O marechal, como resposta, teve um largo gesto teatral que acompanhou de uma frase mais ou menos equivalente a esta:

- Não! Eu não me posso corresponder com o padre Cícero!

- Mas V. Ex., por ocasião da campanha eleitoral no Rio Grande do Norte, telegrafou ao capitão J.da Penha, procurando demovê-lo da luta.

- Fi-lo, mas, naquele caso, tratava-se de um companheiro de armas, com um nome e uma reputação respeitáveis, com quem eu me podia corresponder sem desdouro, e não um bandido como o padre Cícero.

Antes essa recusa formal, o Moreira da Rocha deu por terminada a sua missão e retirou-se.
Continuou, então, o autor da matéria do jornal “A Época”.

Afora a barretada ridícula e extemporaneamente feita ao ardoroso republicano capitão J. da Penha, tudo mais que Sua Ex. disse ao Sr.
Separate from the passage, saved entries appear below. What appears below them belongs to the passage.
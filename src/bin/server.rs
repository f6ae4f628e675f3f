use std::{
    env::{self},
    fs::OpenOptions,
    net::SocketAddr,
    path::PathBuf,
    sync::Arc,
};

use axum::{
    Router,
    extract::{MatchedPath, Request},
};
use axum_server::{Handle, tls_rustls::RustlsConfig};
use clap::Parser;
use rusqlite::Connection;
use tower_http::trace::TraceLayer;

#[cfg(debug_assertions)]
use tower_livereload::LiveReloadLayer;

use tracing_subscriber::{Layer, filter, layer::SubscriberExt, util::SubscriberInitExt};

use centsible::{AppState, build_router, graceful_shutdown};

/// The REST API server for centsible.
#[derive(Parser, Debug)]
#[command(version, about, long_about = None)]
struct Args {
    /// File path to the application SQLite database.
    #[arg(long)]
    db_path: String,

    /// File path to an SSL certificate `cert.pem` and key `key.pem`.
    /// The server falls back to plain HTTP when this is not given.
    #[arg(long)]
    cert_path: Option<String>,

    /// The port to serve the app from.
    #[arg(short, long, default_value_t = 3000)]
    port: u16,

    /// The IANA timezone to use for daily summaries, e.g. `Pacific/Auckland`.
    #[arg(long, default_value = "Etc/UTC")]
    timezone: String,
}

#[tokio::main]
async fn main() {
    setup_logging();

    let args = Args::parse();

    let addr = SocketAddr::from(([127, 0, 0, 1], args.port));

    let connection = Connection::open(&args.db_path).unwrap();
    let state = match env::var("SECRET") {
        Ok(secret) => AppState::new(connection, &secret, &args.timezone),
        Err(_) => {
            tracing::warn!(
                "The environment variable 'SECRET' is not set, using a randomly generated \
                cookie key. Sessions will not survive a server restart."
            );
            AppState::new_with_random_key(connection, &args.timezone)
        }
    }
    .expect("Could not initialize the application state");

    let handle = Handle::new();
    tokio::spawn(graceful_shutdown(handle.clone()));

    let router = add_tracing_layer(build_router(state));

    #[cfg(debug_assertions)]
    let router = router.layer(LiveReloadLayer::new());

    match args.cert_path {
        Some(cert_path) => {
            let tls_config = RustlsConfig::from_pem_file(
                PathBuf::from(&cert_path).join("cert.pem"),
                PathBuf::from(&cert_path).join("key.pem"),
            )
            .await
            .expect("Could not open TLS certificates.");

            tracing::info!("HTTPS server listening on {}", addr);
            axum_server::bind_rustls(addr, tls_config)
                .handle(handle)
                .serve(router.into_make_service())
                .await
                .unwrap();
        }
        None => {
            tracing::info!("HTTP server listening on {}", addr);
            axum_server::bind(addr)
                .handle(handle)
                .serve(router.into_make_service())
                .await
                .unwrap();
        }
    }
}

fn setup_logging() {
    let stdout_log = tracing_subscriber::fmt::layer().pretty();

    let log_file = OpenOptions::new()
        .create(true)
        .append(true)
        .open("debug.log")
        .expect("Could not create log file");

    let debug_log = tracing_subscriber::fmt::layer()
        .pretty()
        .with_writer(Arc::new(log_file));

    tracing_subscriber::registry()
        .with(
            stdout_log
                .with_filter(filter::LevelFilter::INFO)
                .and_then(debug_log)
                .with_filter(filter::LevelFilter::DEBUG),
        )
        .init();
}

fn add_tracing_layer(router: Router) -> Router {
    let tracing_layer = TraceLayer::new_for_http()
        .make_span_with(|req: &Request| {
            let method = req.method();
            let uri = req.uri();

            let matched_path = req
                .extensions()
                .get::<MatchedPath>()
                .map(|matched_path| matched_path.as_str());

            tracing::debug_span!("request", %method, %uri, matched_path)
        })
        // By default, `TraceLayer` will log 5xx responses but we're doing our specific
        // logging of errors so disable that
        .on_failure(());

    router.layer(tracing_layer)
}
Moreira da Rocha, demonstra de modo patente, muito embora as afirmações em contrário, que S. Ex. se mantém irredutível ao lado dos rebeldes de Juazeiro e veria de muito bom grado a realização dos seus intuitos de deposição do governador.
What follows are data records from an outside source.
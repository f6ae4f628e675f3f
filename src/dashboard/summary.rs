//! Balance and per-day totals computed from the ledger.

use rusqlite::Connection;
use time::{Date, Duration, UtcOffset};

use crate::{
    Amount, Error,
    transaction::{TransactionType, sum_by_type},
    user::UserID,
};

/// A user's current balance: all income minus all expenses, over the whole
/// ledger.
///
/// # Errors
/// This function will return a [Error::SqlError] if there is some SQL error.
pub fn compute_balance(user_id: UserID, connection: &Connection) -> Result<Amount, Error> {
    let income = sum_by_type(user_id, TransactionType::Income, None, None, connection)?;
    let expenses = sum_by_type(user_id, TransactionType::Expense, None, None, connection)?;

    Ok(income - expenses)
}

/// Income and expense totals for a single local calendar day.
#[derive(Debug, Clone, Copy, PartialEq)]
pub struct DailyTotals {
    /// Total income for the day.
    pub income: Amount,
    /// Total expenses for the day.
    pub expenses: Amount,
}

/// The totals for the local calendar day `date`.
///
/// The day runs from local midnight to the next local midnight, as a
/// half-open range.
///
/// # Errors
/// This function will return a [Error::SqlError] if there is some SQL error.
pub fn daily_totals(
    user_id: UserID,
    date: Date,
    local_offset: UtcOffset,
    connection: &Connection,
) -> Result<DailyTotals, Error> {
    let day_start = date.midnight().assume_offset(local_offset);
    let day_end = day_start + Duration::days(1);

    let income = sum_by_type(
        user_id,
        TransactionType::Income,
        Some(day_start),
        Some(day_end),
        connection,
    )?;
    let expenses = sum_by_type(
        user_id,
        TransactionType::Expense,
        Some(day_start),
        Some(day_end),
        connection,
    )?;

    Ok(DailyTotals { income, expenses })
}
É irrisória a declaração do marechal de que não pode corresponder-se com um bandido como o padre Cícero, quando nós vemos S. Ex., a servir de mediador entre duas facções em luta, uma das quais precisamente constituída pelos amigos e companheiros do famigerado sacerdote a quem S. Ex. tão pejorativamente se referiu.

E como o marechal não está disposto a descer do alto de sua dignidade para telegrafar ao bandoleiro “ousado”, que lhe manda diariamente notícias suas, o Ceará continuará mergulhado em sangue, até que o Sr. Franco Rabello jugule de vez o movimento e castigue os culpados com o merecido rigor.

No dia 22, do mês seguinte a essa matéria, era assassinado em Miguel Calmon, por um jagunço do grupo apoiado pelo governo federal, o capitão tão elogiado pelo marechal. Como se sentiu o Presidente da República, nessa hora, com a morte do seu colega de armas?